Keywords: DSR, Angst

Summary: All the fear has left me now, I'm not frightened anymore.

Spoilers: Within, Without

Disclaimer: They're not mine. Duh.

Feedback: I live for it.

Archive: Gossamer, XFMU, yes. All others please ask, I'm sure I'll say yes!

Author's Notes: The long-awaited (shyeah) sequel to "Something Rational"! Die-hard MSR-ers will not like this one. But don't even think about flaming me. IT'S IN THE HEADER.

Recommended Listening: "Release" by Pearl Jam, "500 Miles" by the Proclaimers, and "Possession" by Sarah McLachlan

 

 

***

Won't Fear Love

by agent myers

***

 

The basement office is quiet, and it smells like decaffeinated coffee and Irish crème.

My partner sits across from me, working quietly, and quite involved with his report. I glance up at the clock. It's almost time for my appointment with my obstetrician.

Several weeks ago, when I'd fallen asleep at John Doggett's house, and woken up in his bed, he told me that I didn't have to be alone. That if I wanted someone to share the burden - and the joy - of the pregnancy, that I could always come to him. At the time, I'd appreciated the gesture, but I never imagined that I'd be considering asking him to come to my appointment with me.

Ultrasound. It was, without a doubt, the most incredible thing to see my baby...to hear it's heartbeat, to actually *know* that it was living inside me. But it was hard not having anyone to share this joy with.

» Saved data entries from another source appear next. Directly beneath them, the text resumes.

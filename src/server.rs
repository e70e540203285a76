use crate::command::{self, Command};
use crate::config::{Config, SharedConfig};
use crate::connection::{ClientRegistry, ClientState, SharedClients};
use crate::error::{NsError, NsResult};
use crate::namespace::{self, AuthResult, NamespaceRegistry, SharedNamespaces};
use crate::replication::{MigrationFlags, ReplicationState, SharedReplicationState};
use crate::resp::{RespParser, RespValue};
use crate::slowlog::{SharedSlowLog, SlowLog};
use crate::store::{MemoryStorage, SharedStore};
use bytes::BytesMut;
use std::sync::Arc;
use std::time::{Duration, Instant, SystemTime, UNIX_EPOCH};
use tokio::io::{AsyncReadExt, AsyncWriteExt};
use tokio::net::{TcpListener, TcpStream};
use tokio::sync::{Mutex, RwLock};
use tokio_util::sync::CancellationToken;
use tracing::{debug, info, warn};
use tracing_subscriber::{EnvFilter, Registry, reload};

/// Handle that swaps the live tracing filter when `loglevel` changes.
pub type LogFilterHandle = reload::Handle<EnvFilter, Registry>;

/// Shared state handed to every connection and every command.
///
/// Locks are always taken in the order config, namespaces, replication,
/// clients, slowlog, store, and released before a lock earlier in that order
/// is taken.
#[derive(Clone)]
pub struct ServerContext {
    pub store: SharedStore,
    pub config: SharedConfig,
    pub namespaces: SharedNamespaces,
    pub replication: SharedReplicationState,
    pub migration: Arc<MigrationFlags>,
    pub clients: SharedClients,
    pub slowlog: SharedSlowLog,
    /// Cancelled by SHUTDOWN; stops the accept loop and every session.
    pub shutdown: CancellationToken,
    pub started_at: Instant,
    log_filter: Option<LogFilterHandle>,
}

impl ServerContext {
    /// Build the context for `config`, registering its namespaces and
    /// master address.
    pub fn new(config: Config) -> NsResult<Self> {
        let registry =
            NamespaceRegistry::from_entries(config.namespaces.iter().cloned(), config.requirepass.as_deref())?;
        let mut replication = ReplicationState::new();
        if let Some((host, port)) = &config.slaveof {
            replication.set_master(host.clone(), *port);
        }
        let slowlog = SlowLog::new(config.slowlog_max_len);
        Ok(ServerContext {
            store: Arc::new(RwLock::new(MemoryStorage::new())),
            config: Arc::new(RwLock::new(config)),
            namespaces: Arc::new(RwLock::new(registry)),
            replication: Arc::new(RwLock::new(replication)),
            migration: Arc::new(MigrationFlags::new()),
            clients: Arc::new(RwLock::new(ClientRegistry::new())),
            slowlog: Arc::new(Mutex::new(slowlog)),
            shutdown: CancellationToken::new(),
            started_at: Instant::now(),
            log_filter: None,
        })
    }

    /// Let CONFIG SET loglevel reach the installed subscriber.
    pub fn with_log_filter(mut self, handle: LogFilterHandle) -> Self {
        self.log_filter = Some(handle);
        self
    }

    /// Swap the tracing filter for the one `config` asks for.
    pub fn reload_log_filter(&self, config: &Config) {
        let Some(handle) = &self.log_filter else {
            return;
        };
        if let Err(e) = handle.reload(config.log_filter()) {
            warn!("Failed to apply loglevel {}: {e}", config.loglevel);
        }
    }

    /// Record `args` in the slow log if running them took long enough.
    pub async fn log_if_slow(&self, args: &[Vec<u8>], elapsed: Duration, client: &ClientState) {
        let threshold = self.config.read().await.slowlog_log_slower_than;
        let micros = elapsed.as_micros().min(u64::MAX as u128) as u64;
        if threshold < 0 || micros < threshold as u64 {
            return;
        }
        let now = SystemTime::now().duration_since(UNIX_EPOCH).unwrap_or_default().as_secs();
        self.slowlog.lock().await.add(now, micros, args, client);
    }

    /// Bind `client` to the namespace selected by `secret`.
    pub async fn authenticate(&self, client: &mut ClientState, secret: &str) -> AuthResult {
        let requirepass = self.config.read().await.requirepass.clone();
        let registry = self.namespaces.read().await;
        namespace::authenticate(&registry, requirepass.as_deref(), client, secret)
    }

    /// Write the config file back with the current namespace map.
    pub async fn rewrite_config(&self) -> NsResult<()> {
        let config = self.config.read().await;
        let namespaces: Vec<(String, String)> = self
            .namespaces
            .read()
            .await
            .list()
            .into_iter()
            .map(|(token, name)| (name, token))
            .collect();
        config.rewrite(&namespaces)?;
        Ok(())
    }
}

pub async fn run_server(ctx: ServerContext) -> std::io::Result<()> {
    let (bind, port) = {
        let cfg = ctx.config.read().await;
        (cfg.bind.clone(), cfg.port)
    };

    let addr = format!("{bind}:{port}");
    let listener = TcpListener::bind(&addr).await?;
    info!("nskv server listening on {addr}");

    loop {
        tokio::select! {
            result = listener.accept() => {
                let (stream, peer_addr) = result?;
                debug!("New connection from {peer_addr}");

                let ctx = ctx.clone();
                tokio::spawn(async move {
                    if let Err(e) = handle_connection(stream, peer_addr.to_string(), ctx).await {
                        debug!("Connection error from {peer_addr}: {e}");
                    }
                    debug!("Connection closed: {peer_addr}");
                });
            }
            _ = tokio::signal::ctrl_c() => {
                info!("Shutting down...");
                return Ok(());
            }
            _ = ctx.shutdown.cancelled() => {
                info!("Shutting down on request...");
                return Ok(());
            }
        }
    }
}

async fn handle_connection(mut stream: TcpStream, addr: String, ctx: ServerContext) -> std::io::Result<()> {
    let requires_auth = ctx.config.read().await.requirepass.is_some();
    let mut client = ClientState::new(addr, requires_auth);
    ctx.clients.write().await.register(&client);

    let result = serve(&mut stream, &ctx, &mut client).await;
    ctx.clients.write().await.unregister(client.id);
    result
}

async fn serve(stream: &mut TcpStream, ctx: &ServerContext, client: &mut ClientState) -> std::io::Result<()> {
    let mut buf = BytesMut::with_capacity(4096);
    let cancel = client.cancel.clone();

    loop {
        loop {
            match RespParser::parse_request(&mut buf) {
                Ok(Some(args)) if args.is_empty() => {}
                Ok(Some(args)) => {
                    let reply = process_command(args, ctx, client).await;
                    stream.write_all(&reply.serialize()).await?;
                    if client.should_close || cancel.is_cancelled() || ctx.shutdown.is_cancelled() {
                        return Ok(());
                    }
                    ctx.clients.write().await.register(client);
                }
                Ok(None) => break,
                Err(e) => {
                    let reply = RespValue::error(format!("ERR Protocol error: {e}"));
                    stream.write_all(&reply.serialize()).await?;
                    return Ok(());
                }
            }
        }

        let timeout = {
            let cfg = ctx.config.read().await;
            (cfg.timeout > 0).then(|| Duration::from_secs(cfg.timeout))
        };

        tokio::select! {
            result = async {
                match timeout {
                    Some(dur) => tokio::time::timeout(dur, stream.read_buf(&mut buf))
                        .await
                        .unwrap_or(Ok(0)),
                    None => stream.read_buf(&mut buf).await,
                }
            } => {
                if result? == 0 {
                    return Ok(());
                }
            }
            _ = cancel.cancelled() => {
                debug!("Client {} killed", client.id);
                return Ok(());
            }
            _ = ctx.shutdown.cancelled() => {
                return Ok(());
            }
        }
    }
}

async fn process_command(args: Vec<Vec<u8>>, ctx: &ServerContext, client: &mut ClientState) -> RespValue {
    let name = String::from_utf8_lossy(&args[0]).to_ascii_uppercase();

    if !client.authenticated && !command::allowed_before_auth(&name) {
        return RespValue::error(NsError::NoAuth.to_resp_error());
    }

    let result = match Command::parse(&name, &args[1..]) {
        Ok(cmd) => {
            let started = Instant::now();
            let result = cmd.execute(ctx, client).await;
            if !command::hidden_from_slowlog(&name) {
                ctx.log_if_slow(&args, started.elapsed(), client).await;
            }
            result
        }
        Err(e) => Err(e),
    };
    match result {
        Ok(reply) => reply,
        Err(e) => {
            if matches!(e, NsError::Storage(_) | NsError::Io(_)) {
                warn!("{name} failed for {}: {e}", client.addr);
            }
            RespValue::error(e.to_resp_error())
        }
    }
}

And then I remembered what John had told me...if I ever wanted someone to accompany me to my appointments...

And I also remembered the smell of him as I lay in his bed. It was all around me...

I had to admit to myself that I was attracted to him. Not because of any one thing, but because everything about John was what I'd always wanted in a man. Honorable and caring. I could see him treating me like a princess, something I wasn't used to. There were no lengths he wouldn't go to nurture me. Like he genuinely cared about my happiness.

I couldn't ever remember feeling that from Mulder. Empathy, yes. But he never dared to step inside my soul and heal me from the inside out. He stood at a distance, loved me at a distance. I'd been waiting for all those years, and never had Mulder had the courage, or maybe desire, to let me know under no uncertain terms that he was in love with me. He would risk his own life to save mine. He would go to the ends of the earth to bring me back...but he wouldn't say those three words that would have changed everything.

I never understood it.

And then there was John Doggett. He was the kind of man that wouldn't mince words. He was good at everything - you need only look at his record to know that he was dedicated. Married once, a father once, and something told me that he was good at that too.

"Scully?"

My head shot up at the sound of my partner's voice. "Hmm?"

"You okay? You've just been staring at your computer for a good five minutes."

I smiled. "I'm okay."

He looked at me thoughtfully, and then returned to his work. Genuinely concerned. I decided to ask him.

"Agent Doggett."

His head shot up. "Yeah."

"Remember when you said that you'd go with me to my doctor's appointments if I asked you?"

He nodded.

"I have one today at three. Would you...would you go with me?"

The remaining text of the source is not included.